## TASK
In the data beneath this task, how many lines contain "Photometry"? Answer with the number only.

*** PROVIDED RECORDS Section Begins ***

//! # Mutation Engine
//!
//! Consolidates the catalog mutations that feed the status state machine.
//!
//! Every operation here changes one of the inputs of a transient's status
//! (tags, host, PATH values, requests, observations) and recomputes that
//! status before returning it. Callers never see a stale label.

use crate::catalog::CatalogStore;
use crate::registry::SampleRegistry;
use crate::{
    FollowUpObservation, FollowUpRequest, FrbError, GalaxyId, PathCandidate, StatusLabel,
    TransientId,
};
use std::collections::BTreeMap;

/// The MutationEngine applies status-relevant changes to a store.
pub struct MutationEngine;

impl MutationEngine {
    /// Resolve a transient by TNS name.
    pub fn transient_by_name<S: CatalogStore + ?Sized>(
        store: &S,
        name: &str,
    ) -> Result<TransientId, FrbError> {
        store
            .transient_id(name)?
            .ok_or_else(|| FrbError::not_found("Transient", name))
    }

    /// Attach tags given as a comma-separated list.
    ///
    /// Blank entries are ignored. Every tag must have seeded criteria; on an
    /// unknown tag nothing is attached.
    pub fn add_tags<S: CatalogStore + ?Sized>(
        store: &mut S,
        id: TransientId,
        tags: &str,
    ) -> Result<StatusLabel, FrbError> {
        let mut transient = Self::load(store, id)?;

        let names: Vec<&str> = tags
            .split(',')
            .map(str::trim)
            .filter(|t| !t.is_empty())
            .collect();
        for name in &names {
            SampleRegistry::lookup(store, name)?;
        }

        transient
            .tags
            .extend(names.into_iter().map(str::to_string));
        store.update_transient(id, transient)?;
        store.recompute_status(id)
    }

    /// Detach one tag.
    pub fn remove_tag<S: CatalogStore + ?Sized>(
        store: &mut S,
        id: TransientId,
        tag: &str,
    ) -> Result<StatusLabel, FrbError> {
        SampleRegistry::lookup(store, tag)?;
        let mut transient = Self::load(store, id)?;
        if transient.tags.remove(tag) {
            store.update_transient(id, transient)?;
        }
        store.recompute_status(id)
    }

    /// Assign (or clear) the host galaxy.
    pub fn assign_host<S: CatalogStore + ?Sized>(
        store: &mut S,
        id: TransientId,
        host: Option<GalaxyId>,
    ) -> Result<StatusLabel, FrbError> {
        let mut transient = Self::load(store, id)?;
        if let Some(galaxy) = host {
            Self::require_galaxy(store, galaxy)?;
        }
        transient.host = host;
        store.update_transient(id, transient)?;
        store.recompute_status(id)
    }

    /// Replace the PATH results of a transient.
    ///
    /// Clears the cached top-two aggregates so they are derived from the new
    /// candidates.
    pub fn set_path_results<S: CatalogStore + ?Sized>(
        store: &mut S,
        id: TransientId,
        candidates: Vec<PathCandidate>,
        p_ux: Option<f64>,
    ) -> Result<StatusLabel, FrbError> {
        let mut transient = Self::load(store, id)?;

        for candidate in &candidates {
            Self::check_probability("P(O|x)", candidate.p_ox)?;
            Self::require_galaxy(store, candidate.galaxy)?;
        }
        if let Some(p) = p_ux {
            Self::check_probability("P(U|x)", p)?;
        }

        transient.path = candidates;
        transient.p_ux = p_ux;
        transient.sum_top_two_path = None;
        transient.mag_top_two_path = None;
        store.update_transient(id, transient)?;
        store.recompute_status(id)
    }

    /// Open a follow-up request. Returns the refreshed status.
    pub fn request_follow_up<S: CatalogStore + ?Sized>(
        store: &mut S,
        request: FollowUpRequest,
    ) -> Result<StatusLabel, FrbError> {
        Self::require_resource(store, request)?;
        store.add_request(request)?;
        store.recompute_status(request.transient)
    }

    /// Close a follow-up request. Returns the refreshed status.
    pub fn cancel_request<S: CatalogStore + ?Sized>(
        store: &mut S,
        request: FollowUpRequest,
    ) -> Result<StatusLabel, FrbError> {
        store.remove_request(request)?;
        store.recompute_status(request.transient)
    }

    /// Record an observation, replacing any record with the same key.
    pub fn record_observation<S: CatalogStore + ?Sized>(
        store: &mut S,
        observation: FollowUpObservation,
    ) -> Result<StatusLabel, FrbError> {
        let transient = observation.transient;
        Self::require_resource(
            store,
            FollowUpRequest {
                transient,
                resource: observation.resource,
                mode: observation.mode,
            },
        )?;
        store.upsert_observation(observation)?;
        store.recompute_status(transient)
    }

    /// Recompute every transient's status, in id order.
    pub fn recompute_all<S: CatalogStore + ?Sized>(
        store: &mut S,
    ) -> Result<Vec<(TransientId, StatusLabel)>, FrbError> {
        let ids = store.transient_ids()?;
        let mut labels = Vec::with_capacity(ids.len());
        for id in ids {
            labels.push((id, store.recompute_status(id)?));
        }
        Ok(labels)
    }

    /// Count transients per stored status. Labels with no transient are omitted.
    pub fn status_summary<S: CatalogStore + ?Sized>(
        store: &S,
    ) -> Result<BTreeMap<StatusLabel, usize>, FrbError> {
        let mut counts = BTreeMap::new();
        for id in store.transient_ids()? {
            if let Some(transient) = store.transient(id)? {
                *counts.entry(transient.status).or_insert(0) += 1;
            }
        }
        Ok(counts)
    }

    fn load<S: CatalogStore + ?Sized>(
        store: &S,
        id: TransientId,
    ) -> Result<crate::Transient, FrbError> {
        store
            .transient(id)?
            .ok_or_else(|| FrbError::not_found("Transient", id))
    }

    fn require_galaxy<S: CatalogStore + ?Sized>(store: &S, id: GalaxyId) -> Result<(), FrbError> {
        match store.galaxy(id)? {
            Some(_) => Ok(()),
            None => Err(FrbError::not_found("Galaxy", id)),
        }
    }

    fn require_resource<S: CatalogStore + ?Sized>(
        store: &S,
        request: FollowUpRequest,
    ) -> Result<(), FrbError> {
        if store.transient(request.transient)?.is_none() {
            return Err(FrbError::not_found("Transient", request.transient));
        }
        if store.resource(request.resource)?.is_none() {
            return Err(FrbError::not_found("Resource", request.resource));
        }
        Ok(())
    }

    fn check_probability(what: &str, p: f64) -> Result<(), FrbError> {
        if (0.0..=1.0).contains(&p) {
            Ok(())
        } else {
            Err(FrbError::InvalidInput(format!(
                "{} {} outside [0, 1]",
                what, p
            )))
        }
    }
}

// =============================================================================
// TESTS
// =============================================================================

#[cfg(test)]
mod tests {
    use super::*;
    use crate::catalog::Catalog;
    use crate::snapshot::SnapshotSource;
    use crate::{FollowUpResource, Galaxy, ObservingMode, Photometry, SampleCriteria, Transient};
    use chrono::DateTime;

    fn seeded() -> (Catalog, TransientId) {
        let mut catalog = Catalog::new();
        let mut criteria = SampleCriteria::new("CHIME-Unbiased", 0.8, 0.3, 23.5);
        criteria.run_public_path = true;
        catalog.insert_sample_criteria(criteria).expect("seed");
        catalog
            .insert_sample_criteria(SampleCriteria::new("Private", 0.8, 0.3, 23.5))
            .expect("seed");
        let id = catalog
            .insert_transient(Transient::new("FRB20240101A", "CHIME/FRB", 10.0, 20.0))
            .expect("insert");
        (catalog, id)
    }

    fn resource(catalog: &mut Catalog) -> crate::ResourceId {
        catalog
            .insert_resource(FollowUpResource {
                name: "Keck-LRIS-2024A".into(),
                instrument: "Keck-LRIS".into(),
                valid_start: DateTime::from_timestamp(1_700_000_000, 0).expect("ts"),
                valid_stop: DateTime::from_timestamp(1_700_100_000, 0).expect("ts"),
                num_targ_img: 0,
                num_targ_mask: 0,
                num_targ_longslit: 4,
                max_airmass: 2.0,
                surveys: "all".into(),
            })
            .expect("insert")
    }

    #[test]
    fn add_tags_parses_list_and_recomputes() {
        let (mut catalog, id) = seeded();
        let status =
            MutationEngine::add_tags(&mut catalog, id, "CHIME-Unbiased, Private,").expect("tag");

        assert_eq!(status, StatusLabel::RunPublicPath);
        let transient = catalog.transient(id).expect("get").expect("present");
        assert_eq!(transient.tags.len(), 2);
        assert_eq!(transient.status, StatusLabel::RunPublicPath);
    }

    #[test]
    fn unknown_tag_attaches_nothing() {
        let (mut catalog, id) = seeded();
        let result = MutationEngine::add_tags(&mut catalog, id, "CHIME-Unbiased,Nope");

        assert!(matches!(result, Err(FrbError::ConfigurationMissing(t)) if t == "Nope"));
        let transient = catalog.transient(id).expect("get").expect("present");
        assert!(transient.tags.is_empty());
    }

    #[test]
    fn remove_tag_reverts_to_unassigned() {
        let (mut catalog, id) = seeded();
        MutationEngine::add_tags(&mut catalog, id, "CHIME-Unbiased").expect("tag");
        let status = MutationEngine::remove_tag(&mut catalog, id, "CHIME-Unbiased").expect("untag");
        assert_eq!(status, StatusLabel::Unassigned);
    }

    #[test]
    fn path_then_host_moves_to_need_spectrum() {
        let (mut catalog, id) = seeded();
        MutationEngine::add_tags(&mut catalog, id, "CHIME-Unbiased").expect("tag");
        let g = catalog
            .insert_galaxy(
                Galaxy::new("J004000+200000", 10.0, 20.0).with_photometry(Photometry::new(
                    "Pan-STARRS-GPC1",
                    "r",
                    20.5,
                )),
            )
            .expect("insert");

        let status = MutationEngine::set_path_results(
            &mut catalog,
            id,
            vec![PathCandidate { galaxy: g, p_ox: 0.95 }],
            Some(0.01),
        )
        .expect("path");
        assert_eq!(status, StatusLabel::RunPublicPath);

        let status = MutationEngine::assign_host(&mut catalog, id, Some(g)).expect("host");
        assert_eq!(status, StatusLabel::NeedSpectrum);
    }

    #[test]
    fn path_rejects_bad_probability_and_missing_galaxy() {
        let (mut catalog, id) = seeded();
        let bad = MutationEngine::set_path_results(
            &mut catalog,
            id,
            vec![PathCandidate {
                galaxy: GalaxyId(99),
                p_ox: 0.5,
            }],
            None,
        );
        assert!(matches!(bad, Err(FrbError::NotFound { kind: "Galaxy", .. })));

        let bad = MutationEngine::set_path_results(&mut catalog, id, Vec::new(), Some(1.2));
        assert!(matches!(bad, Err(FrbError::InvalidInput(_))));
    }

    #[test]
    fn request_and_cancel_recompute() {
        let (mut catalog, id) = seeded();
        MutationEngine::add_tags(&mut catalog, id, "CHIME-Unbiased").expect("tag");
        let g = catalog
            .insert_galaxy(Galaxy::new("J1", 10.0, 20.0))
            .expect("insert");
        MutationEngine::set_path_results(
            &mut catalog,
            id,
            vec![PathCandidate { galaxy: g, p_ox: 0.9 }],
            None,
        )
        .expect("path");
        MutationEngine::assign_host(&mut catalog, id, Some(g)).expect("host");
        let r = resource(&mut catalog);
        let request = FollowUpRequest {
            transient: id,
            resource: r,
            mode: ObservingMode::Longslit,
        };

        assert_eq!(
            MutationEngine::request_follow_up(&mut catalog, request).expect("request"),
            StatusLabel::SpectrumPending
        );
        assert_eq!(
            MutationEngine::cancel_request(&mut catalog, request).expect("cancel"),
            StatusLabel::NeedSpectrum
        );
    }

    #[test]
    fn summary_counts_labels() {
        let (mut catalog, id) = seeded();
        catalog
            .insert_transient(Transient::new("FRB20240202B", "CRAFT", 0.0, 0.0))
            .expect("insert");
        MutationEngine::add_tags(&mut catalog, id, "CHIME-Unbiased").expect("tag");

        let labels = MutationEngine::recompute_all(&mut catalog).expect("recompute");
        assert_eq!(labels.len(), 2);

        let summary = MutationEngine::status_summary(&catalog).expect("summary");
        assert_eq!(summary.get(&StatusLabel::RunPublicPath), Some(&1));
        assert_eq!(summary.get(&StatusLabel::Unassigned), Some(&1));
        assert_eq!(summary.values().sum::<usize>(), 2);
    }
}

*** PROVIDED RECORDS Section Ends ***

## SOLUTION TO THE EXERCISE
2